Free Support Forum - aspose.com

Html to docx Images download during opening Html

The following code will cause (from the Visual Studio Console) to open the remote image - but not embed it.
I added code to move to each field and insert the image. however, watching my network traffic when I call builder.InsertHtml(html) each image in the document is downloaded… so when I un-comment my line of code tasks.Add(InsertImageIntoBuilder(builder, includepicture…); the image is downloaded AGAIN then inserted.

this causes the time to render the document to double.
is there a way to auto insert the images at the time the builder.InsertHtml is called? or prevent the images from having to be downloaded twice?

Code:
Document doc = new Document();
HtmlLoadOptions options = new HtmlLoadOptions();
options.PreserveIncludePictureField = true;

        options.WebRequestTimeout = 1000;
        DocumentBuilder builder = new DocumentBuilder(doc);
        
        builder.InsertHtml(html);
        ArrayList removefields = new ArrayList();
        List<Task> tasks = new List<Task>();
        
        foreach (Aspose.Words.Fields.Field field in doc.Range.Fields)
        {
        
            if (field.Type.Equals(Aspose.Words.Fields.FieldType.FieldHyperlink))
            {
                // If any pictures in the document are linked
                // get the path to the file and embed the photo
                try
                {
                    FieldHyperlink includePicture = (FieldHyperlink)field;
                    string extention = includePicture.Address.ToLower().Substring(includePicture.Address.Length - 3);
                    if (imageExtentions.Contains(extention))
                    {
                        //Console.WriteLine(includePicture.SourceFullName);
                        builder.MoveToField(includePicture, false);
                        
                        // Replace https with http to avoid issues with the server rejecting
                        // the clients connection.
                        //builder.InsertImage(includePicture.Address.ToLower().Replace("https:", "http:"));
                        //tasks.Add(InsertImageIntoBuilder(builder, includePicture.Address.ToLower().Replace("https:", "http:")));
                        removefields.Add(field);
                    }
                }
                catch { }
            }
            GC.Collect();
        }
        Task.WaitAll(tasks.ToArray());

Console output line: - during builder.InsertHtml(html);

Application Insights Telemetry (unconfigured): {“name”:“Microsoft.ApplicationInsights.Dev.RemoteDependency”,“time”:“2018-04-19T12:59:15.8068230Z”,“tags”:{“ai.cloud.roleInstance”:“DESKTOP-5TQIF02”,“ai.internal.nodeName”:“DEV-5TQIF02”,“ai.internal.sdkVersion”:“rddf:2.2.0-738”},“data”:{“baseType”:“RemoteDependencyData”,“baseData”:{“ver”:2,“name”:"/uploads/cfp2/attachments/YNLJGLNO/YNLJGLNO–300677-6-JPG.jpg",“id”:“RPV6ct5lxaI=”,“data”:“https://www.website.com/uploads/cfp2/attachments/YNLJGLNO/YNLJGLNO--300677-6-JPG.jpg",“duration”:“00:00:00.6060000”,“success”:false,“type”:“Http”,“target”:“www.website.com”,“properties”:{“DeveloperMode”:"true”}}}}
The thread 0x5bdc has exited with code 0 (0x0).

@rileyja,

Thanks for your inquiry.
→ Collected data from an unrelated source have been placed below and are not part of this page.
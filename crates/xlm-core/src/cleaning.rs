//! Row cleaning for one group: empty-row elimination, provenance columns,
//! and key-based deduplication, applied in that order.

use crate::config::{MergeConfig, ProvenancePosition};
use crate::error::{Error, Result};
use crate::names::UniqueNames;
use crate::table::{CellKey, CellValue, Row};
use std::collections::HashSet;

/// Provenance column carrying the source file name
pub const SOURCE_FILE_COLUMN: &str = "source_file";
/// Provenance column carrying the source sheet name
pub const SOURCE_SHEET_COLUMN: &str = "source_sheet";

/// Cleaning switches
#[derive(Debug, Clone, Default)]
pub struct CleaningOptions {
    pub drop_empty_rows: bool,
    pub add_provenance: bool,
    pub provenance_position: ProvenancePosition,
    /// Empty disables deduplication
    pub dedup_keys: Vec<String>,
}

impl From<&MergeConfig> for CleaningOptions {
    fn from(config: &MergeConfig) -> Self {
        Self {
            drop_empty_rows: config.drop_empty_rows,
            add_provenance: config.add_provenance_columns,
            provenance_position: config.provenance_position,
            dedup_keys: config.dedup_key_columns.clone(),
        }
    }
}

/// First-occurrence index over the dedup key projection of each row
#[derive(Debug, Clone)]
pub struct DedupIndex {
    key_positions: Vec<usize>,
    seen: HashSet<Vec<CellKey>>,
}

impl DedupIndex {
    /// Resolve key columns against `columns`, failing on the first missing one
    pub fn new(group: &str, columns: &[String], keys: &[String]) -> Result<Self> {
        let key_positions = keys
            .iter()
            .map(|key| {
                columns
                    .iter()
                    .position(|c| c == key)
                    .ok_or_else(|| Error::InvalidDedupKey {
                        group: group.to_string(),
                        column: key.clone(),
                    })
            })
            .collect::<Result<Vec<_>>>()?;
        Ok(Self {
            key_positions,
            seen: HashSet::new(),
        })
    }

    /// True the first time a key is seen, false for every later duplicate
    pub fn first_occurrence(&mut self, row: &Row) -> bool {
        let key: Vec<CellKey> = self
            .key_positions
            .iter()
            .map(|&i| row.get(i).key())
            .collect();
        self.seen.insert(key)
    }
}

/// Streaming cleaner for one group's projected rows.
///
/// Construction validates dedup keys, so a misconfigured key fails before
/// any row is processed.
#[derive(Debug)]
pub struct Cleaner {
    columns: Vec<String>,
    drop_empty_rows: bool,
    provenance: Option<ProvenancePosition>,
    dedup: Option<DedupIndex>,
}

impl Cleaner {
    /// Build a cleaner for rows projected onto `unified`
    pub fn new(group: &str, unified: Vec<String>, options: &CleaningOptions) -> Result<Self> {
        let provenance = options.add_provenance.then_some(options.provenance_position);
        let columns = match provenance {
            Some(position) => with_provenance_columns(unified, position),
            None => unified,
        };

        let dedup = if options.dedup_keys.is_empty() {
            None
        } else {
            Some(DedupIndex::new(group, &columns, &options.dedup_keys)?)
        };

        Ok(Self {
            columns,
            drop_empty_rows: options.drop_empty_rows,
            provenance,
            dedup,
        })
    }

    /// Final column list, provenance included
    pub fn columns(&self) -> &[String] {
        &self.columns
    }

    pub fn into_columns(self) -> Vec<String> {
        self.columns
    }

    /// Clean one projected row; `None` means the row is dropped
    pub fn process(&mut self, row: Row, source_file: &str, source_sheet: &str) -> Option<Row> {
        if self.drop_empty_rows && row.is_blank() {
            return None;
        }

        let row = match self.provenance {
            Some(position) => {
                let width = self.columns.len() - 2;
                let mut cells = row.cells;
                cells.resize(width, CellValue::Empty);
                let origin = [
                    CellValue::Text(source_file.to_string()),
                    CellValue::Text(source_sheet.to_string()),
                ];
                match position {
                    ProvenancePosition::Prepend => Row::new(origin.into_iter().chain(cells).collect()),
                    ProvenancePosition::Append => {
                        cells.extend(origin);
                        Row::new(cells)
                    }
                }
            }
            None => row,
        };

        if let Some(index) = self.dedup.as_mut() {
            if !index.first_occurrence(&row) {
                return None;
            }
        }
        Some(row)
    }
}

/// Add the two provenance columns, renaming them if the data already uses
/// those names
fn with_provenance_columns(unified: Vec<String>, position: ProvenancePosition) -> Vec<String> {
    let mut names = UniqueNames::new();
    for col in &unified {
        names.reserve(col);
    }
    let origin = [
        names.claim(SOURCE_FILE_COLUMN, 1),
        names.claim(SOURCE_SHEET_COLUMN, 1),
    ];

    match position {
        ProvenancePosition::Prepend => origin.into_iter().chain(unified).collect(),
        ProvenancePosition::Append => unified.into_iter().chain(origin).collect(),
    }
}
We suggest you please implement IResourceLoadingCallback interface if you want to control how Aspose.Words loads external resource when importing a document from HTML or MHTML. Please check the following code snippet.

If you still face problem, please ZIP and attach your input Word and HTML documents along with simplified code example to reproduce the issue that you are facing. We will then provide you more information about your query.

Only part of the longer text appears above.